WORK TO BE COMPLETED:
In the data that follows, find the line with "main solver type"; transcribe it, every later line up to the one with "from problem data.", and that line as well, exactly and with no others.

SUPPLIED DATA:
▼
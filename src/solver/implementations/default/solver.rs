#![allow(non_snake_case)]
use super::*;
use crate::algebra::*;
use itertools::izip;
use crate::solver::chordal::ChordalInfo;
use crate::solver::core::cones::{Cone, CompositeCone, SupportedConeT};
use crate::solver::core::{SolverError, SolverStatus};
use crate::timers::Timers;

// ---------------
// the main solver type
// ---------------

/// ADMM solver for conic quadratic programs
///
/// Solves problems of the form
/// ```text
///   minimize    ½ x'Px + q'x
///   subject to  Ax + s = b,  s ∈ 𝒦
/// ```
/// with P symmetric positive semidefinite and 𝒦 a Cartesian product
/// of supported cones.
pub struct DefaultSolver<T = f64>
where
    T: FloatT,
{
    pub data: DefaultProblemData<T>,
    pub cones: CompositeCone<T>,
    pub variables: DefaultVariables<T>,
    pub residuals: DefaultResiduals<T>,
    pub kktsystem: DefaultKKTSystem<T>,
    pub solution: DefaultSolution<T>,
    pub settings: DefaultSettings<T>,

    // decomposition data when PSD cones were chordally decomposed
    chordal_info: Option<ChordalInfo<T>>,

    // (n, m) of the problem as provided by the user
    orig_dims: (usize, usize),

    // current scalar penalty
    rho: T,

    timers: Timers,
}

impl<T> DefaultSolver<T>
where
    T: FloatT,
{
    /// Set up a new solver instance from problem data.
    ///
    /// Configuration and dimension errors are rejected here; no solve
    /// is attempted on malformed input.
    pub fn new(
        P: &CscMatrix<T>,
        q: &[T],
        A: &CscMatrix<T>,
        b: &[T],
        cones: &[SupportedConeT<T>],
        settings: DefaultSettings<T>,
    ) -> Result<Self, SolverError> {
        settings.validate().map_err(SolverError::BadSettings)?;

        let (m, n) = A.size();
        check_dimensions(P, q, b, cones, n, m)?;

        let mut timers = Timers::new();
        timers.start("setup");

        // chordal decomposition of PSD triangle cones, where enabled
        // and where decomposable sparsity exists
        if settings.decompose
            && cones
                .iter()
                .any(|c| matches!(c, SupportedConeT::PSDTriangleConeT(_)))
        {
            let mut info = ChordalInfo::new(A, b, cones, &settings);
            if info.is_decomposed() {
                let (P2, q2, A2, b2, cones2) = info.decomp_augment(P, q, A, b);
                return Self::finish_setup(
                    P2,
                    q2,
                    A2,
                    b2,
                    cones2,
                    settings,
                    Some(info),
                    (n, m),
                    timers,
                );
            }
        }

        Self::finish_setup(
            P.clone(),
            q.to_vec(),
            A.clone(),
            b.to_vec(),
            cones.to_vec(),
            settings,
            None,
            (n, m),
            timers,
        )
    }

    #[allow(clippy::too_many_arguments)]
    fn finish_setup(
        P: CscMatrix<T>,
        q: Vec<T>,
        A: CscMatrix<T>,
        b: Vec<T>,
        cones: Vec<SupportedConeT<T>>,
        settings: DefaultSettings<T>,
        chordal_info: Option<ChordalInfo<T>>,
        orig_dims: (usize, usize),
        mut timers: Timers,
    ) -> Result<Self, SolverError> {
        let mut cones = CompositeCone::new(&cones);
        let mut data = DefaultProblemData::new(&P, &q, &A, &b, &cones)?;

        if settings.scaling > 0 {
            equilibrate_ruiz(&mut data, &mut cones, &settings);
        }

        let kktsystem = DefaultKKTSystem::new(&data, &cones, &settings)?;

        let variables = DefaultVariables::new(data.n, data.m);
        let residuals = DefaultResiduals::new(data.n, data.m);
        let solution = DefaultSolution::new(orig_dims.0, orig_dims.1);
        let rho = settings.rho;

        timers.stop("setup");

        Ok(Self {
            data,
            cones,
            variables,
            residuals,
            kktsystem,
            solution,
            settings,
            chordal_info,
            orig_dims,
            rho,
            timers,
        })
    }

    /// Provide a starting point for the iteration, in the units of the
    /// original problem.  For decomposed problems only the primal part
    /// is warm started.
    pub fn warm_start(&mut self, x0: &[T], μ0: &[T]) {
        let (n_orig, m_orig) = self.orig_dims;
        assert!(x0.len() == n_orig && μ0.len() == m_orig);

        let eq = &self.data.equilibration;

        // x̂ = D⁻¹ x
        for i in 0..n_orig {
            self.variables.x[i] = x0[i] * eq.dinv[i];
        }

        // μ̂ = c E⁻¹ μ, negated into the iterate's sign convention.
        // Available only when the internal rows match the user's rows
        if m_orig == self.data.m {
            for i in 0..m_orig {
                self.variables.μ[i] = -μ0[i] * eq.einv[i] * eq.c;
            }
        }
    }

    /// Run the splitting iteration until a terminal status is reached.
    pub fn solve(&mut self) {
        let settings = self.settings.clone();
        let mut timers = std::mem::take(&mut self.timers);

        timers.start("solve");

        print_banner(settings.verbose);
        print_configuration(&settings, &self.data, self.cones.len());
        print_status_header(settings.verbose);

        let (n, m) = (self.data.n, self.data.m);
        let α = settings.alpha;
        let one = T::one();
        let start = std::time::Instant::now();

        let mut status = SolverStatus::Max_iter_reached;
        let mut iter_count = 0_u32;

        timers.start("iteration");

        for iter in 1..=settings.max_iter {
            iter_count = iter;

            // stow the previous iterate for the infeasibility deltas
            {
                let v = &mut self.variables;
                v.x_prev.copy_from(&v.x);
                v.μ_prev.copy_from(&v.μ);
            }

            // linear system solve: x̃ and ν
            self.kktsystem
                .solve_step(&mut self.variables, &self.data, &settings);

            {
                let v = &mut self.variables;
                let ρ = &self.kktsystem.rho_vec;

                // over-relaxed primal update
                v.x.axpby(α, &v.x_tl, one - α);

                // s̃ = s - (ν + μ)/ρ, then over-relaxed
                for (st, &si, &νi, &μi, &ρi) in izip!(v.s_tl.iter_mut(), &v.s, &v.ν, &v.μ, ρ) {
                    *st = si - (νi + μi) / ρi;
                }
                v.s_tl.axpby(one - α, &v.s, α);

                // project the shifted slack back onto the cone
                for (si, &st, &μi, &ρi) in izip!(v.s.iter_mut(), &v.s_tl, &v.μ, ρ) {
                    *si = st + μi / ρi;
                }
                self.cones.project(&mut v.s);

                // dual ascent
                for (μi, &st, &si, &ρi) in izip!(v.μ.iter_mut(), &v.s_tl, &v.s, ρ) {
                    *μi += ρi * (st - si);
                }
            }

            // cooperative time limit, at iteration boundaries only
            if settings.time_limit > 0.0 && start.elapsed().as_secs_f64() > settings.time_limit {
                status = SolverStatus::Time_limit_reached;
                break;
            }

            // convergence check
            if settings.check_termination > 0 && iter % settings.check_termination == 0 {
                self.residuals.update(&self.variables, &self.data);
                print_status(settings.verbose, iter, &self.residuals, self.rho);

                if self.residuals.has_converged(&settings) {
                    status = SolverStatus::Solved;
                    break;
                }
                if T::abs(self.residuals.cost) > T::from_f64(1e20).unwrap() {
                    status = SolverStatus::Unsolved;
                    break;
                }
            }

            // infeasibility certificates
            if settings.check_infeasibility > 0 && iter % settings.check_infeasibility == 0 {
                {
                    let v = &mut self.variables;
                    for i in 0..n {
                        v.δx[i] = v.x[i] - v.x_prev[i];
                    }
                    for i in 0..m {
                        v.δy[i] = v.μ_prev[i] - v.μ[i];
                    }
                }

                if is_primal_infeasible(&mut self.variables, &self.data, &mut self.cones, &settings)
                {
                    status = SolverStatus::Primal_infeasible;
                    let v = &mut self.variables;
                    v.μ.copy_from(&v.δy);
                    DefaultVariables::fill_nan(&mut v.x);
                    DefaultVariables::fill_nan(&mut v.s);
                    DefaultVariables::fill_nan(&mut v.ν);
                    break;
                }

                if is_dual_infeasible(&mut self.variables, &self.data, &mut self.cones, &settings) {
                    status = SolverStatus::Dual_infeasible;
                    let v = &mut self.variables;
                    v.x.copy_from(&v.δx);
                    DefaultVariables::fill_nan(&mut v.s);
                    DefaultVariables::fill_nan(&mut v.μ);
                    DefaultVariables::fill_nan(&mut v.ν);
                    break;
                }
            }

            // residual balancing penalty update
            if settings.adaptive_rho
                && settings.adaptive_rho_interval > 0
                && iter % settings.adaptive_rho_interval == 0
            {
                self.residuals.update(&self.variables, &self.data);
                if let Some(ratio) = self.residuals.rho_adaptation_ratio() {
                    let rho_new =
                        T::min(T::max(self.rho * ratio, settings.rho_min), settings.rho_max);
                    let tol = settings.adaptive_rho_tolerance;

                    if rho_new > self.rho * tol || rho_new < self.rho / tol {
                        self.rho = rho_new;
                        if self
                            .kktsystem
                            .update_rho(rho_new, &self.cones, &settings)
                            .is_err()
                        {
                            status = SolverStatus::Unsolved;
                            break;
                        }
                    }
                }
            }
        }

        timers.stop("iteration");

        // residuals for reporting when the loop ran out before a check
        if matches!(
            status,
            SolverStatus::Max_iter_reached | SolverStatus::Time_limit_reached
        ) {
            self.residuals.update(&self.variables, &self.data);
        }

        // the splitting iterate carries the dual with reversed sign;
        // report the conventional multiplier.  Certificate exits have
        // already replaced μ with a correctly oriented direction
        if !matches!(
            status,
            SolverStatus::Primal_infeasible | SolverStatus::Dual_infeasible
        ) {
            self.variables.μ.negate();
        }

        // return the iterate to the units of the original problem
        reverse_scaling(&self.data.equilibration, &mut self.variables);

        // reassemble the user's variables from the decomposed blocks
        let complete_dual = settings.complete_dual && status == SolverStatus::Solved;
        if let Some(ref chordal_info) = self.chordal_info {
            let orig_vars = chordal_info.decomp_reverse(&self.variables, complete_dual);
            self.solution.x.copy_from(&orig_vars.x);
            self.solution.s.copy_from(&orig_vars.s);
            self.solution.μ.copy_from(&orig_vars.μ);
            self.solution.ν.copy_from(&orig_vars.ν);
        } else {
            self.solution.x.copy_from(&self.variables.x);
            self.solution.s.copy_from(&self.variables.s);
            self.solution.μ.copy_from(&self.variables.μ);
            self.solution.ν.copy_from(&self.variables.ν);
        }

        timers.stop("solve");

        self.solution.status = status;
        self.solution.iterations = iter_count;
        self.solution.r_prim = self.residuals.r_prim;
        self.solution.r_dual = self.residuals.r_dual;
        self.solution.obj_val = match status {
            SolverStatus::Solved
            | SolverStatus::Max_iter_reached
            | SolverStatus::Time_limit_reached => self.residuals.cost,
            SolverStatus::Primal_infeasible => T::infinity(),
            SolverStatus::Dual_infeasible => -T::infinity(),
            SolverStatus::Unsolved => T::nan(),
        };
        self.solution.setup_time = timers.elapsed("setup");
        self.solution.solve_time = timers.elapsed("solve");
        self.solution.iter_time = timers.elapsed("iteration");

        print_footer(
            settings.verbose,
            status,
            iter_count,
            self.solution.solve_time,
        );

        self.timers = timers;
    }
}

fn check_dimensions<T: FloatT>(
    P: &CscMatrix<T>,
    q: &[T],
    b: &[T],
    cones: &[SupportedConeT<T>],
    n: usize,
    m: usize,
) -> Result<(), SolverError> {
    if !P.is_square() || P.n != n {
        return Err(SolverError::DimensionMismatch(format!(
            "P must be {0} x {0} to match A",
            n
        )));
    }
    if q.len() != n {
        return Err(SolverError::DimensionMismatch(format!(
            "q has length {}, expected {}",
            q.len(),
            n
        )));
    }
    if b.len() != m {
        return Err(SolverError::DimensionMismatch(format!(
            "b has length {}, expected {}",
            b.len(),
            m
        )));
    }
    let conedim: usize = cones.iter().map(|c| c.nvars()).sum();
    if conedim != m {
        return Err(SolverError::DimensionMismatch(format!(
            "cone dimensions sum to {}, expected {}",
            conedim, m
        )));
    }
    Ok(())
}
▲
ANSWER SPACE:
// the main solver type
// ---------------

/// ADMM solver for conic quadratic programs
///
/// Solves problems of the form
/// ```text
///   minimize    ½ x'Px + q'x
///   subject to  Ax + s = b,  s ∈ 𝒦
/// ```
/// with P symmetric positive semidefinite and 𝒦 a Cartesian product
/// of supported cones.
pub struct DefaultSolver<T = f64>
where
    T: FloatT,
{
    pub data: DefaultProblemData<T>,
    pub cones: CompositeCone<T>,
    pub variables: DefaultVariables<T>,
    pub residuals: DefaultResiduals<T>,
    pub kktsystem: DefaultKKTSystem<T>,
    pub solution: DefaultSolution<T>,
    pub settings: DefaultSettings<T>,

    // decomposition data when PSD cones were chordally decomposed
    chordal_info: Option<ChordalInfo<T>>,

    // (n, m) of the problem as provided by the user
    orig_dims: (usize, usize),

    // current scalar penalty
    rho: T,

    timers: Timers,
}

impl<T> DefaultSolver<T>
where
    T: FloatT,
{
    /// Set up a new solver instance from problem data.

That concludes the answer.